use super::types::{AggregateReport, RunMetrics, TimedTest};
use anyhow::Result;
use chrono::Local;
use std::fmt::Write as _;
use std::path::{Path, PathBuf};

pub const BENCHMARK_FILE: &str = "benchmark-report.txt";

/// Number of specs listed as slowest/fastest
const SPEC_RANKING: usize = 3;

/// Plain-text benchmark of the run
pub fn generate_benchmark(report: &AggregateReport, metrics: Option<&RunMetrics>) -> String {
    let mut out = String::new();
    let totals = &report.totals;
    let average_spec_ms = if totals.specs > 0 {
        totals.duration_ms as f64 / totals.specs as f64
    } else {
        0.0
    };

    let _ = writeln!(out, "=== BENCHMARK REPORT - SERVEREST API ===");
    let _ = writeln!(out, "Date: {}", Local::now().format("%d/%m/%Y %H:%M:%S"));
    if let Some(m) = metrics {
        let _ = writeln!(out, "Execution: {}", m.execution_id);
    }
    let _ = writeln!(out);

    let _ = writeln!(out, "SUMMARY:");
    let _ = writeln!(out, "- Specs: {}", totals.specs);
    let _ = writeln!(
        out,
        "- Tests: {} ({} passed, {} failed, {} pending)",
        totals.tests, totals.passes, totals.failures, totals.pending
    );
    let _ = writeln!(out, "- Pass rate: {:.1}%", report.analysis.pass_rate);
    let _ = writeln!(out, "- Total duration: {}", secs(totals.duration_ms as f64));
    let _ = writeln!(out, "- Average per spec: {}", secs(average_spec_ms));
    let _ = writeln!(
        out,
        "- Average per test: {}",
        secs(report.analysis.average_duration_ms)
    );
    if let Some(m) = metrics {
        let wall = (m.finished_at - m.started_at).num_milliseconds().max(0);
        let _ = writeln!(out, "- Wall clock: {}", secs(wall as f64));
    }

    if let Some(m) = metrics {
        let _ = writeln!(out);
        let _ = writeln!(out, "SYSTEM:");
        let _ = writeln!(out, "- OS: {} ({})", m.system.os, m.system.family);
        let _ = writeln!(out, "- Arch: {}", m.system.arch);
        let _ = writeln!(out, "- CPUs: {}", m.system.cpus);
        if let Some(host) = &m.system.hostname {
            let _ = writeln!(out, "- Host: {}", host);
        }
    }

    let specs = &report.analysis.spec_durations;
    let _ = writeln!(out);
    let _ = writeln!(out, "SLOWEST SPECS:");
    for spec in specs.iter().take(SPEC_RANKING) {
        let _ = writeln!(out, "- {}: {}", spec.spec, secs(spec.duration_ms as f64));
    }
    let _ = writeln!(out);
    let _ = writeln!(out, "FASTEST SPECS:");
    for spec in specs.iter().rev().take(SPEC_RANKING) {
        let _ = writeln!(out, "- {}: {}", spec.spec, secs(spec.duration_ms as f64));
    }

    write_tests(&mut out, "SLOWEST TESTS:", &report.analysis.slowest);
    write_tests(&mut out, "FASTEST TESTS:", &report.analysis.fastest);

    if !report.skipped_files.is_empty() {
        let _ = writeln!(out);
        let _ = writeln!(out, "SKIPPED FILES:");
        for name in &report.skipped_files {
            let _ = writeln!(out, "- {}", name);
        }
    }

    out
}

fn write_tests(out: &mut String, heading: &str, tests: &[TimedTest]) {
    let _ = writeln!(out);
    let _ = writeln!(out, "{}", heading);
    for test in tests {
        let _ = writeln!(
            out,
            "- [{}] {}: {}ms",
            test.spec, test.full_title, test.duration_ms
        );
    }
}

fn secs(ms: f64) -> String {
    format!("{:.2}s", ms / 1000.0)
}

pub fn write_report(
    report: &AggregateReport,
    metrics: Option<&RunMetrics>,
    output_dir: &Path,
) -> Result<PathBuf> {
    let path = output_dir.join(BENCHMARK_FILE);
    std::fs::write(&path, generate_benchmark(report, metrics))?;
    Ok(path)
}
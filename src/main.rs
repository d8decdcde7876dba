use clap::{Parser, Subcommand};
use colored::Colorize;
use std::path::{Path, PathBuf};
use std::sync::atomic::{AtomicBool, Ordering};
use std::sync::Arc;

use serverest_tester::api::ApiClient;
use serverest_tester::credentials::{self, Role, SessionCache};
use serverest_tester::report::{self, ReportAggregator};
use serverest_tester::runner::{self, Category, RunOptions};
use serverest_tester::suites;
use serverest_tester::utils::time::format_duration;
use serverest_tester::utils::Config;

#[derive(Parser)]
#[command(name = "serverest-tester")]
#[command(version)]
#[command(about = "End-to-end API tests for the ServeRest e-commerce service", long_about = None)]
struct Cli {
    /// Config file (defaults to ./serverest-tester.yaml when present)
    #[arg(short, long, global = true)]
    config: Option<PathBuf>,

    /// Base URL of the service, overrides config and environment
    #[arg(long, global = true)]
    base_url: Option<String>,

    /// Debug logging
    #[arg(short, long, global = true, default_value = "false")]
    verbose: bool,

    #[command(subcommand)]
    command: Commands,
}

#[derive(Subcommand)]
enum Commands {
    /// Run specs against the service
    Run {
        /// Spec name(s) to run. Can be specified multiple times.
        #[arg(short, long)]
        spec: Vec<String>,

        /// Only run specs of this category
        #[arg(long, value_enum)]
        category: Option<Category>,

        /// Filter specs by tags (comma-separated, all must match)
        #[arg(short, long, value_delimiter = ',')]
        tags: Option<Vec<String>>,

        /// Skip report generation after the run
        #[arg(long, default_value = "false")]
        no_report: bool,

        /// Keep result files of previous runs
        #[arg(long, default_value = "false")]
        keep_reports: bool,
    },

    /// Aggregate existing result files into reports
    Report {
        /// Directory holding results-*.json files
        #[arg(short, long)]
        results: Option<PathBuf>,

        /// Output directory for the artifacts
        #[arg(short, long)]
        output: Option<PathBuf>,
    },

    /// Manage the session credential set
    Credentials {
        #[command(subcommand)]
        command: CredentialCommands,
    },

    /// List available specs
    Suites,
}

#[derive(Subcommand)]
enum CredentialCommands {
    /// Reuse the cached set or provision a new one
    Ensure,

    /// Log in with a role and print the token
    Login {
        /// admin or user (defaults to the privileged account)
        #[arg(short, long, default_value = "admin")]
        role: Role,
    },

    /// Print the cached set and its age
    Show,

    /// Delete the cached set
    Clear,
}

#[tokio::main]
async fn main() -> anyhow::Result<()> {
    let cli = Cli::parse();

    let level = if cli.verbose { "debug" } else { "info" };
    env_logger::Builder::from_env(env_logger::Env::default().default_filter_or(level))
        .format_timestamp(None)
        .init();

    let mut config = Config::load(cli.config.as_deref())?;
    if let Some(url) = cli.base_url {
        config.base_url = url;
    }

    match cli.command {
        Commands::Run {
            spec,
            category,
            tags,
            no_report,
            keep_reports,
        } => {
            let tags = tags.unwrap_or_default();

            println!("{} Running specs against: {}", "▶".green().bold(), config.base_url.cyan());
            if !spec.is_empty() {
                println!("  Specs: {}", spec.join(", ").cyan());
            }
            if let Some(category) = category {
                println!("  Category: {}", category.to_string().cyan());
            }
            if !tags.is_empty() {
                println!("  Tags: {}", tags.join(", ").yellow());
            }
            println!("  Results: {}", config.results_dir.display().to_string().cyan());

            let stop = Arc::new(AtomicBool::new(false));
            let stop_handler = stop.clone();
            ctrlc::set_handler(move || {
                println!("\n{} Stopping after the current test...", "⏹".yellow());
                stop_handler.store(true, Ordering::SeqCst);
            })?;

            let options = RunOptions {
                specs: spec,
                category,
                tags,
                generate_report: !no_report,
                clean: !keep_reports,
                console: true,
                stop: Some(stop),
            };

            let result = runner::run_suites(&config, suites::catalog(), options).await?;

            if let Some(paths) = &result.paths {
                print_paths(paths);
            }

            if !result.summary.success() {
                std::process::exit(1);
            }
        }

        Commands::Report { results, output } => {
            let results = results.unwrap_or_else(|| config.results_dir.clone());
            let output = output.unwrap_or_else(|| config.reports_dir.clone());

            println!(
                "{} Aggregating results from: {}",
                "📊".to_string().blue(),
                results.display()
            );

            let aggregator = ReportAggregator::new(&results).with_top_n(config.top_n);
            match report::generate_reports(&aggregator, &output) {
                Some((report, paths)) => {
                    let t = &report.totals;
                    println!(
                        "  {} specs, {} tests: {} passed, {} failed, {} pending in {}",
                        t.specs,
                        t.tests,
                        t.passes.to_string().green(),
                        t.failures.to_string().red(),
                        t.pending.to_string().yellow(),
                        format_duration(t.duration_ms)
                    );
                    if !report.skipped_files.is_empty() {
                        println!(
                            "  {} unreadable file(s) skipped",
                            report.skipped_files.len().to_string().yellow()
                        );
                    }
                    print_paths(&paths);
                }
                None => println!("{} Report generation failed", "✗".red()),
            }
        }

        Commands::Credentials { command } => {
            handle_credentials(&config, command).await?;
        }

        Commands::Suites => {
            println!("{} Available specs:", "📋".to_string().blue());
            for spec in suites::catalog() {
                println!(
                    "  {} {} [{} / {}] ({} tests)",
                    "•".cyan(),
                    spec.name.bold(),
                    spec.category,
                    spec.priority,
                    spec.test_count()
                );
                if !spec.description.is_empty() {
                    println!("      {}", spec.description.dimmed());
                }
                println!("      tags: {}", spec.tags.join(", ").dimmed());
            }
        }
    }

    Ok(())
}

async fn handle_credentials(config: &Config, command: CredentialCommands) -> anyhow::Result<()> {
    match command {
        CredentialCommands::Ensure => {
            let api = ApiClient::new(&config.base_url, config.request_timeout())?;
            let mut manager = credentials::manager_from_config(config, api);
            let set = manager.ensure_session().await?;
            println!("{} Session {}", "✓".green(), set.session_id.cyan());
            println!("  admin: {}", set.privileged.email);
            println!("  user:  {}", set.standard.email);
        }

        CredentialCommands::Login { role } => {
            let api = ApiClient::new(&config.base_url, config.request_timeout())?;
            let mut manager = credentials::manager_from_config(config, api);
            let token = manager.login(role).await?;
            println!("{} Logged in as {}", "✓".green(), role.to_string().cyan());
            println!("{}", token);
        }

        CredentialCommands::Show => {
            let cache = SessionCache::new(&config.credentials_file, config.credential_ttl());
            show_credentials(&cache);
        }

        CredentialCommands::Clear => {
            let mut cache = SessionCache::new(&config.credentials_file, config.credential_ttl());
            cache.clear();
            println!("{} Removed {}", "✓".green(), config.credentials_file.display());
        }
    }
    Ok(())
}

fn show_credentials(cache: &SessionCache) {
    let set = match cache.read_file() {
        Ok(set) => set,
        Err(e) => {
            println!("{} No usable credentials: {:#}", "○".yellow(), e);
            return;
        }
    };

    let now = chrono::Utc::now();
    let status = if set.is_valid(now, cache.ttl()) {
        "valid".green()
    } else {
        "expired".red()
    };
    println!(
        "Session {} [{}] in {}",
        set.session_id.cyan(),
        status,
        display(cache.path())
    );
    for credential in [&set.privileged, &set.standard] {
        println!(
            "  {:<5} {} (id {}, {}min old, token: {})",
            credential.role().to_string(),
            credential.email,
            credential.identifier,
            credential.age(now).num_minutes(),
            if credential.auth_token.is_some() { "yes" } else { "no" }
        );
    }
}

fn print_paths(paths: &report::ReportPaths) {
    println!("\n{} Reports:", "📄".to_string().blue());
    println!("  HTML:      {}", display(&paths.html).cyan());
    println!("  JSON:      {}", display(&paths.merged));
    println!("  JUnit:     {}", display(&paths.junit));
    println!("  Benchmark: {}", display(&paths.benchmark));
    for path in &paths.failed {
        println!("  {} not written: {}", "✗".red(), display(path));
    }
}

fn display(path: &Path) -> String {
    path.display().to_string()
}

#[cfg(test)]
mod tests {
    use super::*;

    fn login_role(args: &[&str]) -> Role {
        let cli = Cli::try_parse_from(args).unwrap();
        match cli.command {
            Commands::Credentials {
                command: CredentialCommands::Login { role },
            } => role,
            _ => panic!("expected credentials login"),
        }
    }

    #[test]
    fn test_login_defaults_to_admin() {
        assert_eq!(
            login_role(&["serverest-tester", "credentials", "login"]),
            Role::Admin
        );
        assert_eq!(
            login_role(&["serverest-tester", "credentials", "login", "--role", "user"]),
            Role::User
        );
    }
}
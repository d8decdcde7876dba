pub mod config;
pub mod time;

pub use config::Config;
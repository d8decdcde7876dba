//! Dynamic credential lifecycle: throwaway accounts, a TTL cache, and the login flow

pub mod cache;
pub mod error;
pub mod identity;
pub mod manager;
#[cfg(test)]
pub(crate) mod mock;
pub mod provisioner;
pub mod types;

pub use cache::SessionCache;
pub use error::CredentialError;
pub use identity::IdentityApi;
pub use manager::CredentialManager;
pub use provisioner::{CredentialProvisioner, RetryPolicy};
pub use types::{Credential, Role, SessionCredentialSet};

use crate::api::ApiClient;
use crate::utils::Config;

/// Manager wired to the real service from configuration
pub fn manager_from_config(config: &Config, api: ApiClient) -> CredentialManager<ApiClient> {
    let storage = api.storage().clone();
    CredentialManager::new(
        api,
        CredentialProvisioner::new(config.retry_policy(), &config.provisioning.email_domain),
        SessionCache::new(&config.credentials_file, config.credential_ttl()),
        storage,
    )
}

=====

Transcribe the lines from the first line of the records through the line that contains "secs(totals.duration_ms as f64));", both included, and add nothing else.

-- Exercise output --
use super::types::{AggregateReport, RunMetrics, TimedTest};
use anyhow::Result;
use chrono::Local;
use std::fmt::Write as _;
use std::path::{Path, PathBuf};

pub const BENCHMARK_FILE: &str = "benchmark-report.txt";

/// Number of specs listed as slowest/fastest
const SPEC_RANKING: usize = 3;

/// Plain-text benchmark of the run
pub fn generate_benchmark(report: &AggregateReport, metrics: Option<&RunMetrics>) -> String {
    let mut out = String::new();
    let totals = &report.totals;
    let average_spec_ms = if totals.specs > 0 {
        totals.duration_ms as f64 / totals.specs as f64
    } else {
        0.0
    };

    let _ = writeln!(out, "=== BENCHMARK REPORT - SERVEREST API ===");
    let _ = writeln!(out, "Date: {}", Local::now().format("%d/%m/%Y %H:%M:%S"));
    if let Some(m) = metrics {
        let _ = writeln!(out, "Execution: {}", m.execution_id);
    }
    let _ = writeln!(out);

    let _ = writeln!(out, "SUMMARY:");
    let _ = writeln!(out, "- Specs: {}", totals.specs);
    let _ = writeln!(
        out,
        "- Tests: {} ({} passed, {} failed, {} pending)",
        totals.tests, totals.passes, totals.failures, totals.pending
    );
    let _ = writeln!(out, "- Pass rate: {:.1}%", report.analysis.pass_rate);
    let _ = writeln!(out, "- Total duration: {}", secs(totals.duration_ms as f64));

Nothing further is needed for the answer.